Brief >> Please copy every line of the data in which the string "ComposerKind" appears.
** Opening Source material block **
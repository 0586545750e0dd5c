//! Existence oracle
//!
//! Two paginated open API queries tell what the destination already holds:
//! `DescribeTeamArtifacts` lists package versions page by page and
//! `DescribeArtifactRepositoryFileList` lists file paths behind a
//! continuation token. A business error on any page fails the whole query;
//! a partial answer is never returned.

use crate::config::Credentials;
use crate::error::{MigrateError, Result};
use crate::http::{authorize, ensure_success};
use crate::inventory::ExistenceSet;
use crate::kind::ArtifactKind;
use crate::registry::Destination;
use serde::de::DeserializeOwned;
use serde::{Deserialize, Serialize};
use std::collections::HashSet;

/// Records requested per page
pub const PAGE_SIZE: usize = 1000;

const DESCRIBE_ARTIFACTS: &str = "DescribeTeamArtifacts";
const DESCRIBE_FILES: &str = "DescribeArtifactRepositoryFileList";

#[derive(Debug, Serialize)]
#[serde(rename_all = "PascalCase")]
struct DescribeArtifactsRequest<'a> {
    action: &'a str,
    page_number: usize,
    page_size: usize,
    rule: ArtifactRule<'a>,
}

#[derive(Debug, Serialize)]
#[serde(rename_all = "PascalCase")]
struct ArtifactRule<'a> {
    project_name: [&'a str; 1],
    repository: [&'a str; 1],
}

#[derive(Debug, Serialize)]
#[serde(rename_all = "PascalCase")]
struct DescribeFilesRequest<'a> {
    action: &'a str,
    project: &'a str,
    repository: &'a str,
    page_size: usize,
    #[serde(skip_serializing_if = "Option::is_none")]
    continuation_token: Option<&'a str>,
}

#[derive(Debug, Deserialize)]
#[serde(rename_all = "PascalCase")]
struct Envelope<D> {
    response: ResponseBody<D>,
}

#[derive(Debug, Deserialize)]
#[serde(rename_all = "PascalCase")]
struct ResponseBody<D> {
    #[serde(default)]
    request_id: Option<String>,
    #[serde(default)]
    error: Option<ApiError>,
    data: Option<D>,
}

#[derive(Debug, Deserialize)]
#[serde(rename_all = "PascalCase")]
struct ApiError {
    #[serde(default)]
    code: String,
    #[serde(default)]
    message: String,
}

#[derive(Debug, Deserialize)]
#[serde(rename_all = "PascalCase")]
struct ArtifactPage {
    #[serde(default)]
    instance_set: Vec<ArtifactRecord>,
    #[serde(default)]
    total_count: usize,
}

#[derive(Debug, Deserialize)]
#[serde(rename_all = "PascalCase")]
struct ArtifactRecord {
    package: String,
    package_version: String,
}

#[derive(Debug, Deserialize)]
#[serde(rename_all = "PascalCase")]
struct FilePage {
    #[serde(default)]
    instance_set: Vec<FileRecord>,
    #[serde(default)]
    continuation_token: Option<String>,
}

#[derive(Debug, Deserialize)]
#[serde(rename_all = "PascalCase")]
struct FileRecord {
    path: String,
}

/// Answers "does the destination already have X"
pub struct ExistenceOracle {
    client: reqwest::Client,
    destination: Destination,
    credentials: Credentials,
    page_size: usize,
}

impl ExistenceOracle {
    pub fn new(client: reqwest::Client, destination: Destination, credentials: Credentials) -> Self {
        Self {
            client,
            destination,
            credentials,
            page_size: PAGE_SIZE,
        }
    }

    /// Override the page size
    pub fn with_page_size(mut self, page_size: usize) -> Self {
        self.page_size = page_size.max(1);
        self
    }

    /// Every `package:version` the destination repository holds
    pub async fn fetch_existing(&self) -> Result<HashSet<String>> {
        let mut keys = HashSet::new();
        let mut page_number = 1;

        loop {
            let request = DescribeArtifactsRequest {
                action: DESCRIBE_ARTIFACTS,
                page_number,
                page_size: self.page_size,
                rule: ArtifactRule {
                    project_name: [self.destination.project.as_str()],
                    repository: [self.destination.repository.as_str()],
                },
            };
            let page: ArtifactPage = self.call(DESCRIBE_ARTIFACTS, &request).await?;
            tracing::debug!(
                "Existing artifacts page {} ({} records, total {})",
                page_number,
                page.instance_set.len(),
                page.total_count
            );

            let empty = page.instance_set.is_empty();
            keys.extend(
                page.instance_set
                    .into_iter()
                    .map(|a| format!("{}:{}", a.package, a.package_version)),
            );

            if empty || page_number * self.page_size >= page.total_count {
                break;
            }
            page_number += 1;
        }

        Ok(keys)
    }

    /// Every file path the destination repository holds
    pub async fn fetch_existing_files(&self) -> Result<HashSet<String>> {
        let mut paths = HashSet::new();
        let mut token: Option<String> = None;
        let mut pages = 0;

        loop {
            let request = DescribeFilesRequest {
                action: DESCRIBE_FILES,
                project: &self.destination.project,
                repository: &self.destination.repository,
                page_size: self.page_size,
                continuation_token: token.as_deref(),
            };
            let page: FilePage = self.call(DESCRIBE_FILES, &request).await?;
            pages += 1;
            tracing::debug!("Existing files page {} ({} records)", pages, page.instance_set.len());

            paths.extend(
                page.instance_set
                    .into_iter()
                    .map(|f| f.path.trim_start_matches('/').to_string()),
            );

            match page.continuation_token.filter(|t| !t.trim().is_empty()) {
                Some(next) => token = Some(next),
                None => break,
            }
        }

        Ok(paths)
    }

    /// Build the existence set a kind needs
    pub async fn fetch(&self, kind: &dyn ArtifactKind) -> Result<ExistenceSet> {
        let files = if kind.uses_file_existence() {
            self.fetch_existing_files()
                .await
                .map_err(|e| e.with_context("Failed to find files in the destination repository"))?
        } else {
            HashSet::new()
        };
        let versions = self
            .fetch_existing()
            .await
            .map_err(|e| e.with_context("Failed to find artifacts in the destination repository"))?;

        tracing::info!(
            "Destination holds {} versions and {} files",
            versions.len(),
            files.len()
        );
        Ok(ExistenceSet::new(versions, files))
    }

    async fn call<R, D>(&self, action: &str, request: &R) -> Result<D>
    where
        R: Serialize + ?Sized,
        D: DeserializeOwned,
    {
        let url = self.destination.open_api_url();
        let request = self.client.post(&url).json(request);
        let response = authorize(request, Some(&self.credentials))
            .send()
            .await
            .map_err(|e| MigrateError::transport(&url, e))?;
        let body = ensure_success(&url, response)
            .await?
            .text()
            .await
            .map_err(|e| MigrateError::transport(&url, e))?;

        let envelope: Envelope<D> = serde_json::from_str(&body).map_err(|e| MigrateError::decode(&url, e))?;
        let response = envelope.response;
        if let Some(error) = response.error {
            tracing::debug!("{} failed, request id {:?}", action, response.request_id);
            return Err(MigrateError::Remote {
                action: action.to_string(),
                code: error.code,
                message: error.message,
            });
        }
        response
            .data
            .ok_or_else(|| MigrateError::decode(&url, format!("{} response has no Data", action)))
    }
}
//! Generic files keyed by path

use crate::config::ArtifactType;
use crate::error::{MigrateError, Result};
use crate::inventory::{Coordinate, SourceEntry};
use crate::kind::{ArtifactKind, Layout};

/// Version the destination reports for every generic file
pub const GENERIC_VERSION: &str = "latest";

/// Generic strategy with an optional path prefix filter
#[derive(Debug, Clone, Default)]
pub struct GenericKind {
    prefix: Option<String>,
}

impl GenericKind {
    pub fn new(prefix: Option<String>) -> Self {
        Self {
            prefix: prefix.map(|p| p.trim_start_matches('/').to_string()),
        }
    }
}

impl ArtifactKind for GenericKind {
    fn artifact_type(&self) -> ArtifactType {
        ArtifactType::Generic
    }

    fn layout(&self) -> Layout {
        Layout::Flat
    }

    fn accepts(&self, entry: &SourceEntry) -> bool {
        match &self.prefix {
            Some(prefix) => entry.relative_path.trim_start_matches('/').starts_with(prefix.as_str()),
            None => true,
        }
    }

    fn classify(&self, entry: &SourceEntry) -> Result<Coordinate> {
        let path = entry.relative_path.trim_matches('/');
        if path.is_empty() {
            return Err(MigrateError::classification(&entry.relative_path, "empty path"));
        }
        Ok(Coordinate::Path {
            path: path.to_string(),
        })
    }

    fn identity_key(&self, coordinate: &Coordinate) -> Option<String> {
        match coordinate {
            Coordinate::Path { path } => Some(format!("{}:{}", path, GENERIC_VERSION)),
            _ => None,
        }
    }

    fn largest_first(&self) -> bool {
        true
    }
}

#[cfg(test)]
mod tests {
    use super::*;

    #[test]
    fn test_identity_key() {
        let kind = GenericKind::default();
        let entry = SourceEntry::remote("tools/bin/app.tar.gz", "http://src/tools/bin/app.tar.gz", 1);
        let unit = kind.unit(&entry).unwrap();
        assert_eq!(kind.identity_key(&unit.coordinate).as_deref(), Some("tools/bin/app.tar.gz:latest"));
        assert_eq!(kind.file_key(&unit), None);
    }

    #[test]
    fn test_prefix_filter() {
        let kind = GenericKind::new(Some("/tools/".into()));
        assert!(kind.accepts(&SourceEntry::remote("tools/a.bin", "http://src/a", 1)));
        assert!(!kind.accepts(&SourceEntry::remote("docs/a.txt", "http://src/b", 1)));
    }

    #[test]
    fn test_empty_path_fails() {
        let entry = SourceEntry::remote("/", "http://src/", 0);
        assert!(GenericKind::default().classify(&entry).is_err());
    }
}
//! Composer package index expansion
//!
//! A Composer repository lists its archives through JSON package indexes
//! (`packages.json`, `p/{vendor}/{name}.json`, `p2/...`). This adapter lists
//! the repository with an inner adapter, fetches every index it finds and
//! yields one entry per package version pointing at the version's dist URL.
//! Any index that cannot be fetched or decoded fails the whole listing.

use crate::config::Credentials;
use crate::error::{IoResultExt, MigrateError, Result};
use crate::http::{authorize, ensure_success};
use crate::inventory::{EntryHint, SourceEntry, SourceLocation};
use crate::source::ListingAdapter;
use async_trait::async_trait;
use serde::Deserialize;
use std::collections::BTreeMap;

const INDEX_SUFFIX: &str = ".json";

#[derive(Debug, Deserialize)]
struct PackageIndex {
    #[serde(default)]
    packages: Packages,
}

/// PHP encodes an empty map as `[]`
#[derive(Debug, Deserialize)]
#[serde(untagged)]
enum Packages {
    Map(BTreeMap<String, Versions>),
    Empty(Vec<serde_json::Value>),
}

impl Default for Packages {
    fn default() -> Self {
        Self::Empty(Vec::new())
    }
}

/// Composer 1 keys versions by name, Composer 2 (`p2/`) lists them
#[derive(Debug, Deserialize)]
#[serde(untagged)]
enum Versions {
    ByVersion(BTreeMap<String, PackageVersion>),
    List(Vec<PackageVersion>),
}

#[derive(Debug, Deserialize)]
struct PackageVersion {
    #[serde(default)]
    name: String,
    #[serde(default)]
    version: String,
    #[serde(default)]
    dist: Option<Dist>,
}

#[derive(Debug, Deserialize)]
struct Dist {
    #[serde(default)]
    url: String,
}

impl PackageIndex {
    /// Entries for every version that has a dist URL
    fn into_entries(self) -> Vec<SourceEntry> {
        let Packages::Map(packages) = self.packages else {
            return Vec::new();
        };

        let mut entries = Vec::new();
        for (package, versions) in packages {
            let versions: Vec<(String, PackageVersion)> = match versions {
                Versions::ByVersion(map) => map.into_iter().collect(),
                Versions::List(list) => list.into_iter().map(|v| (String::new(), v)).collect(),
            };
            for (key, info) in versions {
                let name = if info.name.is_empty() { package.clone() } else { info.name };
                let version = if info.version.is_empty() { key } else { info.version };
                let Some(url) = info.dist.map(|d| d.url).filter(|u| !u.is_empty()) else {
                    tracing::warn!("{} {} has no dist URL", name, version);
                    continue;
                };
                let path = format!("{}/{}/{}", name, version, archive_name(&url));
                entries.push(SourceEntry::remote(path, url, 0).with_hint(EntryHint::Composer { name, version }));
            }
        }
        entries
    }
}

/// Last path segment of a dist URL, without query or fragment
fn archive_name(url: &str) -> &str {
    let path = url.split(['?', '#']).next().unwrap_or(url);
    path.trim_end_matches('/').rsplit('/').next().unwrap_or(path)
}

/// Expands the package indexes of a Composer repository
pub struct ComposerIndexListing {
    inner: Box<dyn ListingAdapter>,
    client: reqwest::Client,
    credentials: Option<Credentials>,
}

impl ComposerIndexListing {
    pub fn new(inner: Box<dyn ListingAdapter>, client: reqwest::Client, credentials: Option<Credentials>) -> Self {
        Self {
            inner,
            client,
            credentials,
        }
    }

    async fn read_index(&self, location: &SourceLocation) -> Result<PackageIndex> {
        let (origin, body) = match location {
            SourceLocation::Local(path) => {
                let body = tokio::fs::read_to_string(path).await.with_path(path)?;
                (path.display().to_string(), body)
            }
            SourceLocation::Remote(url) => {
                let request = authorize(self.client.get(url), self.credentials.as_ref());
                let response = request.send().await.map_err(|e| MigrateError::transport(url, e))?;
                let body = ensure_success(url, response)
                    .await?
                    .text()
                    .await
                    .map_err(|e| MigrateError::transport(url, e))?;
                (url.clone(), body)
            }
        };
        serde_json::from_str(&body).map_err(|e| MigrateError::decode(origin, e))
    }
}

#[async_trait]
impl ListingAdapter for ComposerIndexListing {
    fn describe(&self) -> String {
        format!("composer indexes of {}", self.inner.describe())
    }

    async fn list(&self) -> Result<Vec<SourceEntry>> {
        let mut entries = Vec::new();
        let mut indexes = 0usize;

        for index in self.inner.list().await? {
            if !index.relative_path.ends_with(INDEX_SUFFIX) {
                continue;
            }
            indexes += 1;
            let parsed = self
                .read_index(&index.location)
                .await
                .map_err(|e| e.with_context(format!("Failed to read package index {}", index.relative_path)))?;
            entries.extend(parsed.into_entries());
        }

        tracing::info!("Found {} package versions in {} indexes", entries.len(), indexes);
        Ok(entries)
    }
}
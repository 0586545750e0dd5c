//! Per-format strategies
//!
//! The pipeline is the same for every artifact format. What differs is how a
//! path becomes a coordinate, which keys the destination reports for it, and
//! how the unit is uploaded. Each format supplies those as an `ArtifactKind`.

mod composer;
mod generic;
mod maven;
mod pypi;

pub use composer::ComposerKind;
pub use generic::GenericKind;
pub use maven::MavenKind;
pub use pypi::PypiKind;

use crate::config::{ArtifactType, MigrateConfig};
use crate::error::Result;
use crate::inventory::{Coordinate, Payload, SourceEntry, TransferUnit};

/// Shape of the inventory a kind produces
#[derive(Debug, Clone, Copy, PartialEq, Eq)]
pub enum Layout {
    /// group → artifact → version → file
    Hierarchical,
    /// One set of units
    Flat,
}

/// Path layout of destination repository URLs
#[derive(Debug, Clone, Copy, PartialEq, Eq)]
pub enum PathLayout {
    /// `/repository/{project}/{repo}`
    Nested,
    /// `/{project}/{repo}`
    Direct,
}

/// Format-specific behaviour plugged into the pipeline
pub trait ArtifactKind: Send + Sync {
    /// Artifact type handled
    fn artifact_type(&self) -> ArtifactType;

    fn layout(&self) -> Layout;

    fn path_layout(&self) -> PathLayout {
        PathLayout::Direct
    }

    /// Filter applied before classification; rejected entries are not counted
    fn accepts(&self, _entry: &SourceEntry) -> bool {
        true
    }

    /// Map an entry to its coordinate
    fn classify(&self, entry: &SourceEntry) -> Result<Coordinate>;

    /// Key the destination reports for this coordinate's version, if any
    fn identity_key(&self, coordinate: &Coordinate) -> Option<String>;

    /// Key the destination reports for this exact file, if any
    fn file_key(&self, _unit: &TransferUnit) -> Option<String> {
        None
    }

    /// Whether the existence check needs the destination's file listing
    fn uses_file_existence(&self) -> bool {
        false
    }

    /// Path of the unit below the destination repository URL
    fn destination_path(&self, entry: &SourceEntry, _coordinate: &Coordinate) -> String {
        entry.relative_path.trim_matches('/').to_string()
    }

    fn payload(&self, _entry: &SourceEntry, _coordinate: &Coordinate) -> Result<Payload> {
        Ok(Payload::Raw)
    }

    /// Default dispatch order policy
    fn largest_first(&self) -> bool {
        false
    }

    /// Build the transfer unit for an entry
    fn unit(&self, entry: &SourceEntry) -> Result<TransferUnit> {
        let coordinate = self.classify(entry)?;
        Ok(TransferUnit {
            destination_path: self.destination_path(entry, &coordinate),
            payload: self.payload(entry, &coordinate)?,
            source: entry.location.clone(),
            size: entry.size,
            coordinate,
        })
    }
}

/// Strategy for an artifact type
pub fn for_type(kind: ArtifactType, config: &MigrateConfig) -> Box<dyn ArtifactKind> {
    match kind {
        ArtifactType::Maven => Box::new(MavenKind),
        ArtifactType::Generic => Box::new(GenericKind::new(config.prefix.clone())),
        ArtifactType::Pypi => Box::new(PypiKind),
        ArtifactType::Composer => Box::new(ComposerKind),
    }
}
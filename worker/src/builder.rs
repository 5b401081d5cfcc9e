use comms::{
    MrfReceiver,
    msg::{Command, Msg},
    specs::worker::WorkerSpec,
};
use fractal_core::{ImagePlane, Partition};
use log::warn;
use tokio::io::AsyncRead;

use crate::{Result, Worker, WorkerConfig};

pub struct WorkerBuilder;

impl WorkerBuilder {
    /// Waits for the orchestrator's `CreateWorker` command.
    ///
    /// Unexpected messages before bootstrap are logged and skipped.
    ///
    /// # Args
    /// * `rx` - Receiving end of the orchestrator channel.
    ///
    /// # Returns
    /// The bootstrap spec, or `None` when the orchestrator disconnects
    /// before sending one.
    pub async fn handshake<R>(rx: &mut MrfReceiver<R>) -> Result<Option<WorkerSpec>>
    where
        R: AsyncRead + Unpin,
    {
        let mut buf: Vec<u32> = Vec::new();

        loop {
            match rx.recv_into(&mut buf).await? {
                Msg::Control(Command::CreateWorker(spec)) => break Ok(Some(spec)),
                Msg::Control(Command::Disconnect) => break Ok(None),
                msg => warn!("expected create_worker, got {msg:?}"),
            }
        }
    }

    /// Builds a `Worker` from a `WorkerSpec`, validating the frame constants
    /// and this rank's place in the group.
    ///
    /// # Errors
    /// Returns `WorkerErr::Config` when the spec is degenerate. Nothing is
    /// rendered before this check passes.
    pub fn build(spec: &WorkerSpec) -> Result<Worker> {
        let p = &spec.plane;
        let plane = ImagePlane::new(
            p.width, p.height, p.max_iters, p.xmin, p.xmax, p.ymin, p.ymax,
        )?;
        let partition = Partition::plan(plane.height(), spec.workers, spec.worker_id)?;

        Ok(Worker::new(WorkerConfig::new(plane, partition)))
    }
}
** Closing Source material block **
Solution to the problem >>
pub use composer::ComposerKind;
        ArtifactType::Composer => Box::new(ComposerKind),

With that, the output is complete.